PennLINC / babs

BIDS App Bootstrap (BABS)
https://pennlinc-babs.readthedocs.io
MIT License
5 stars 5 forks source link

[FIX] no 'analysis/code/babs_proj_config.yaml' file from `babs-check-setup` #136

Closed yibeichan closed 10 months ago

yibeichan commented 10 months ago

Hi @zhao-cy , when I'm running fmriprep via babs, I got the following error during babs-init

BABS project has been initialized!
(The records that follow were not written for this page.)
//! Database configuration

use serde::Deserialize;
use std::time::Duration;

use super::error::ValidationError;

/// PostgreSQL connection and pool settings
#[derive(Debug, Clone, Deserialize)]
pub struct DatabaseConfig {
    /// PostgreSQL connection URL
    pub url: String,

    #[serde(default = "default_min_connections")]
    pub min_connections: u32,

    #[serde(default = "default_max_connections")]
    pub max_connections: u32,

    /// Connection acquire timeout in seconds
    #[serde(default = "default_acquire_timeout")]
    pub acquire_timeout_secs: u64,

    /// Idle connection timeout in seconds
    #[serde(default = "default_idle_timeout")]
    pub idle_timeout_secs: u64,

    /// Maximum connection lifetime in seconds
    #[serde(default = "default_max_lifetime")]
    pub max_lifetime_secs: u64,

    /// Apply bundled migrations on startup
    #[serde(default)]
    pub run_migrations: bool,
}

impl DatabaseConfig {
    pub fn acquire_timeout(&self) -> Duration {
        Duration::from_secs(self.acquire_timeout_secs)
    }

    pub fn idle_timeout(&self) -> Duration {
        Duration::from_secs(self.idle_timeout_secs)
    }

    pub fn max_lifetime(&self) -> Duration {
        Duration::from_secs(self.max_lifetime_secs)
    }

    /// Connection URL with any password replaced, safe for logs.
    pub fn redacted_url(&self) -> String {
        let Some((scheme, rest)) = self.url.split_once("://") else {
            return self.url.clone();
        };
        let Some((credentials, host)) = rest.rsplit_once('@') else {
            return self.url.clone();
        };
        match credentials.split_once(':') {
            Some((user, _)) => format!("{}://{}:***@{}", scheme, user, host),
            None => self.url.clone(),
        }
    }

    /// Validate database configuration
    pub fn validate(&self) -> Result<(), ValidationError> {
        if self.url.is_empty() {
            return Err(ValidationError::MissingRequired("DATABASE_URL"));
        }
        if !self.url.starts_with("postgres://") && !self.url.starts_with("postgresql://") {
            return Err(ValidationError::InvalidDatabaseUrl);
        }
        if self.min_connections > self.max_connections {
            return Err(ValidationError::InvalidPoolSize);
        }
        if self.max_connections > 100 {
            return Err(ValidationError::PoolSizeTooLarge);
        }
        Ok(())
    }
}

impl Default for DatabaseConfig {
    fn default() -> Self {
        Self {
            url: String::new(),
            min_connections: default_min_connections(),
            max_connections: default_max_connections(),
            acquire_timeout_secs: default_acquire_timeout(),
            idle_timeout_secs: default_idle_timeout(),
            max_lifetime_secs: default_max_lifetime(),
            run_migrations: false,
        }
    }
}

fn default_min_connections() -> u32 {
    1
}

fn default_max_connections() -> u32 {
    10
}

fn default_acquire_timeout() -> u64 {
    30
}

fn default_idle_timeout() -> u64 {
    600
}

fn default_max_lifetime() -> u64 {
    1800
}
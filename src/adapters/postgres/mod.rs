//! PostgreSQL adapters - Database implementations for conversation ports.
//!
//! This module provides adapters for PostgreSQL-backed persistence:
//! - `PostgresConversationRepository` - Conversation inserts, message appends, timestamp touches
//! - `PostgresConversationReader` - Conversation list and history queries
//!
//! Pool construction and migrations live here too so `main` stays thin.

mod conversation_reader;
mod conversation_repository;

pub use conversation_reader::PostgresConversationReader;
pub use conversation_repository::PostgresConversationRepository;

use sqlx::postgres::PgPoolOptions;
use sqlx::PgPool;

use crate::config::DatabaseConfig;

/// Builds a connection pool from configuration.
pub async fn connect(config: &DatabaseConfig) -> Result<PgPool, sqlx::Error> {
    PgPoolOptions::new()
        .min_connections(config.min_connections)
        .max_connections(config.max_connections)
        .acquire_timeout(config.acquire_timeout())
        .idle_timeout(config.idle_timeout())
        .max_lifetime(config.max_lifetime())
        .connect(&config.url)
        .await
}

/// Applies the bundled schema migrations.
pub async fn run_migrations(pool: &PgPool) -> Result<(), sqlx::migrate::MigrateError> {
    sqlx::migrate!("./migrations").run(pool).await
}
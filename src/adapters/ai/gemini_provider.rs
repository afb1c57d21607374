//! Gemini Provider - Implementation of AIProvider for Google's generateContent API.
//!
//! Each reply is a single, stateless call: the store preamble, the recent
//! history and the new user message are flattened into one prompt, and the
//! model is asked to answer with a `{"response": "..."}` JSON envelope.
//!
//! # Configuration
//!
//! ```ignore
//! let config = GeminiConfig::new(api_key)
//!     .with_model("gemini-2.0-flash")
//!     .with_timeout(Duration::from_secs(30));
//!
//! let provider = GeminiProvider::new(config)?;
//! ```
//!
//! Failures are never retried; they surface to the caller as [`AIError`].

use async_trait::async_trait;
use reqwest::{Client, Response};
use secrecy::{ExposeSecret, Secret};
use serde::{Deserialize, Serialize};
use std::time::Duration;

use crate::ports::{
    AIError, AIProvider, CompletionRequest, CompletionResponse, Message, MessageRole, ProviderInfo,
};

/// Fixed store knowledge and tone guidelines sent ahead of every prompt.
pub const SYSTEM_PROMPT: &str = "You are a helpful support agent for Spur Store, a small e-commerce store. Answer clearly and concisely.

STORE INFORMATION:
- Store Name: Spur Store
- Shipping Policy: Free shipping on orders over $50. Standard shipping (5-7 business days) costs $5.99. Express shipping (2-3 business days) costs $12.99. We ship to USA, Canada, and select international destinations.
- Return/Refund Policy: Returns accepted within 30 days of purchase. Items must be unused and in original packaging. Refunds processed within 5-7 business days after receiving the returned item. Free return shipping on defective items.
- Support Hours: Monday-Friday, 9 AM - 6 PM EST. For urgent matters outside these hours, email support@spurstore.com.
- Payment Methods: We accept all major credit cards, PayPal, and Apple Pay.

GUIDELINES:
- Be friendly, professional, and helpful
- Keep responses concise but complete
- If you don't know something specific about products, admit it and offer to connect with a human agent
- Never make up information about specific products or inventory
- Always be honest about policies";

const RESPONSE_INSTRUCTION: &str =
    "Respond helpfully and concisely. Return your response as JSON with a \"response\" key.";

/// Configuration for the Gemini provider.
#[derive(Debug, Clone)]
pub struct GeminiConfig {
    /// API key, sent as the `key` query parameter.
    api_key: Secret<String>,
    /// Model to use (e.g., "gemini-2.0-flash").
    pub model: String,
    /// Base URL for the API (default: https://generativelanguage.googleapis.com).
    pub base_url: String,
    /// Optional transport timeout. `None` waits as long as the remote side does.
    pub timeout: Option<Duration>,
}

impl GeminiConfig {
    /// Creates a new configuration with the given API key.
    pub fn new(api_key: impl Into<String>) -> Self {
        Self {
            api_key: Secret::new(api_key.into()),
            model: "gemini-2.0-flash".to_string(),
            base_url: "https://generativelanguage.googleapis.com".to_string(),
            timeout: None,
        }
    }

    /// Sets the model to use.
    pub fn with_model(mut self, model: impl Into<String>) -> Self {
        self.model = model.into();
        self
    }

    /// Sets the base URL.
    pub fn with_base_url(mut self, url: impl Into<String>) -> Self {
        self.base_url = url.into();
        self
    }

    /// Sets the request timeout.
    pub fn with_timeout(mut self, timeout: Duration) -> Self {
        self.timeout = Some(timeout);
        self
    }

    fn api_key(&self) -> &str {
        self.api_key.expose_secret()
    }
}

/// Gemini API provider implementation.
pub struct GeminiProvider {
    config: GeminiConfig,
    client: Client,
}

impl GeminiProvider {
    /// Creates a new Gemini provider with the given configuration.
    pub fn new(config: GeminiConfig) -> Result<Self, reqwest::Error> {
        let mut builder = Client::builder();
        if let Some(timeout) = config.timeout {
            builder = builder.timeout(timeout);
        }
        let client = builder.build()?;

        Ok(Self { config, client })
    }

    /// Builds the generateContent endpoint URL (without the key).
    fn generate_url(&self) -> String {
        format!(
            "{}/v1beta/models/{}:generateContent",
            self.config.base_url.trim_end_matches('/'),
            self.config.model
        )
    }

    /// Converts our request to Gemini's wire format.
    fn to_gemini_request(request: &CompletionRequest) -> GeminiRequest {
        let (history, current) = request.split_current();
        let current = current.map(|m| m.content.as_str()).unwrap_or_default();

        GeminiRequest {
            contents: vec![GeminiContent {
                parts: vec![GeminiPart {
                    text: build_prompt(history, current),
                }],
            }],
            generation_config: GenerationConfig::default(),
        }
    }

    async fn send_request(&self, request: &CompletionRequest) -> Result<Response, AIError> {
        let body = Self::to_gemini_request(request);

        self.client
            .post(self.generate_url())
            .query(&[("key", self.config.api_key())])
            .json(&body)
            .send()
            .await
            .map_err(|e| {
                if e.is_timeout() {
                    AIError::Timeout
                } else if e.is_connect() {
                    AIError::network(format!("Connection failed: {}", e.without_url()))
                } else {
                    // Strip the URL so the key never reaches logs.
                    AIError::network(e.without_url().to_string())
                }
            })
    }

    async fn parse_response(&self, response: Response) -> Result<String, AIError> {
        let status = response.status();

        if !status.is_success() {
            let error_body = response.text().await.unwrap_or_default();
            return Err(classify_status(status.as_u16(), &error_body));
        }

        let gemini_response: GeminiResponse = response
            .json()
            .await
            .map_err(|e| AIError::parse(format!("Failed to parse response: {}", e.without_url())))?;

        extract_reply(gemini_response)
    }
}

#[async_trait]
impl AIProvider for GeminiProvider {
    async fn complete(&self, request: CompletionRequest) -> Result<CompletionResponse, AIError> {
        tracing::debug!(
            conversation_id = %request.conversation_id,
            model = %self.config.model,
            messages = request.messages.len(),
            "Calling Gemini generateContent"
        );

        let response = self.send_request(&request).await?;
        let content = self.parse_response(response).await.map_err(|err| {
            tracing::debug!(
                conversation_id = %request.conversation_id,
                error = %err,
                "Gemini returned an unusable response"
            );
            err
        })?;

        Ok(CompletionResponse::new(content, &self.config.model))
    }

    fn provider_info(&self) -> ProviderInfo {
        ProviderInfo::new("gemini", &self.config.model)
    }
}

// ----- Prompt and response handling -----

/// Flattens history and the new message into the single prompt string.
pub fn build_prompt(history: &[Message], user_message: &str) -> String {
    let mut prompt = String::with_capacity(SYSTEM_PROMPT.len() + user_message.len() + 256);
    prompt.push_str(SYSTEM_PROMPT);
    prompt.push_str("\n\n");

    if !history.is_empty() {
        prompt.push_str("Previous conversation:\n");
        let lines: Vec<String> = history
            .iter()
            .map(|m| {
                let speaker = match m.role {
                    MessageRole::User => "User",
                    MessageRole::Assistant => "Assistant",
                };
                format!("{}: {}", speaker, m.content)
            })
            .collect();
        prompt.push_str(&lines.join("\n"));
        prompt.push_str("\n\n");
    }

    prompt.push_str("User: ");
    prompt.push_str(user_message);
    prompt.push_str("\n\n");
    prompt.push_str(RESPONSE_INSTRUCTION);
    prompt
}

/// Maps a non-success HTTP status to an error.
fn classify_status(status: u16, error_body: &str) -> AIError {
    match status {
        400 => {
            let detail = serde_json::from_str::<GeminiResponse>(error_body)
                .ok()
                .and_then(|r| r.error)
                .and_then(|e| e.message)
                .filter(|m| !m.is_empty());
            AIError::InvalidRequest(detail)
        }
        401 | 403 => AIError::AuthenticationFailed,
        429 => AIError::RateLimited,
        500..=599 => AIError::Unavailable { status },
        other => AIError::UnexpectedStatus(other),
    }
}

/// Pulls the reply text out of a successful response body.
fn extract_reply(response: GeminiResponse) -> Result<String, AIError> {
    let candidate = response.candidates.and_then(|c| c.into_iter().next());

    let finish_reason = candidate.as_ref().and_then(|c| c.finish_reason.clone());
    let raw_text = candidate
        .and_then(|c| c.content)
        .and_then(|c| c.parts)
        .and_then(|p| p.into_iter().next())
        .and_then(|p| p.text)
        .filter(|t| !t.is_empty());

    match raw_text {
        Some(text) => Ok(unwrap_envelope(&text)),
        None if finish_reason.as_deref() == Some("SAFETY") => Err(AIError::content_filtered("SAFETY")),
        None => Err(AIError::EmptyResponse),
    }
}

/// Reads the `response` key from the JSON envelope, falling back to the raw text.
fn unwrap_envelope(raw_text: &str) -> String {
    let envelope = serde_json::from_str::<ReplyEnvelope>(raw_text)
        .ok()
        .and_then(|e| e.response)
        .filter(|r| !r.is_empty());

    match envelope {
        Some(reply) => reply.trim().to_string(),
        None => raw_text.trim().to_string(),
    }
}

// ----- Gemini API Types -----

#[derive(Debug, Serialize)]
struct GeminiRequest {
    contents: Vec<GeminiContent>,
    #[serde(rename = "generationConfig")]
    generation_config: GenerationConfig,
}

#[derive(Debug, Serialize, Deserialize)]
struct GeminiContent {
    parts: Vec<GeminiPart>,
}

#[derive(Debug, Serialize, Deserialize)]
struct GeminiPart {
    text: String,
}

#[derive(Debug, Serialize)]
#[serde(rename_all = "camelCase")]
struct GenerationConfig {
    temperature: f32,
    top_k: u32,
    top_p: f32,
    max_output_tokens: u32,
    response_mime_type: &'static str,
}

impl Default for GenerationConfig {
    fn default() -> Self {
        Self {
            temperature: 0.7,
            top_k: 40,
            top_p: 0.95,
            max_output_tokens: 8192,
            response_mime_type: "application/json",
        }
    }
}

#[derive(Debug, Default, Deserialize)]
#[serde(rename_all = "camelCase")]
struct GeminiResponse {
    candidates: Option<Vec<Candidate>>,
    error: Option<ApiError>,
}

#[derive(Debug, Deserialize)]
#[serde(rename_all = "camelCase")]
struct Candidate {
    content: Option<CandidateContent>,
    finish_reason: Option<String>,
}

#[derive(Debug, Deserialize)]
struct CandidateContent {
    parts: Option<Vec<CandidatePart>>,
}

#[derive(Debug, Deserialize)]
struct CandidatePart {
    text: Option<String>,
}

#[derive(Debug, Deserialize)]
struct ApiError {
    message: Option<String>,
}

#[derive(Debug, Deserialize)]
struct ReplyEnvelope {
    response: Option<String>,
}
Path to this BABS project: '/om2/user/yibei/budapest/budapest_fmriprep'
`babs-init` was successful!
Traceback (most recent call last):
  File "/home/yibei/.conda/envs/babs/bin/babs-check-setup", line 8, in <module>
    sys.exit(babs_check_setup_main())
  File "/home/yibei/.conda/envs/babs/lib/python3.9/site-packages/babs/cli.py", line 293, in babs_check_setup_main
    babs_proj, input_ds = get_existing_babs_proj(project_root)
  File "/home/yibei/.conda/envs/babs/lib/python3.9/site-packages/babs/cli.py", line 790, in get_existing_babs_proj
    raise Exception(
Exception: `babs-init` was not successful; there is no 'analysis/code/babs_proj_config.yaml' file! Please rerun `babs-init` to finish the setup.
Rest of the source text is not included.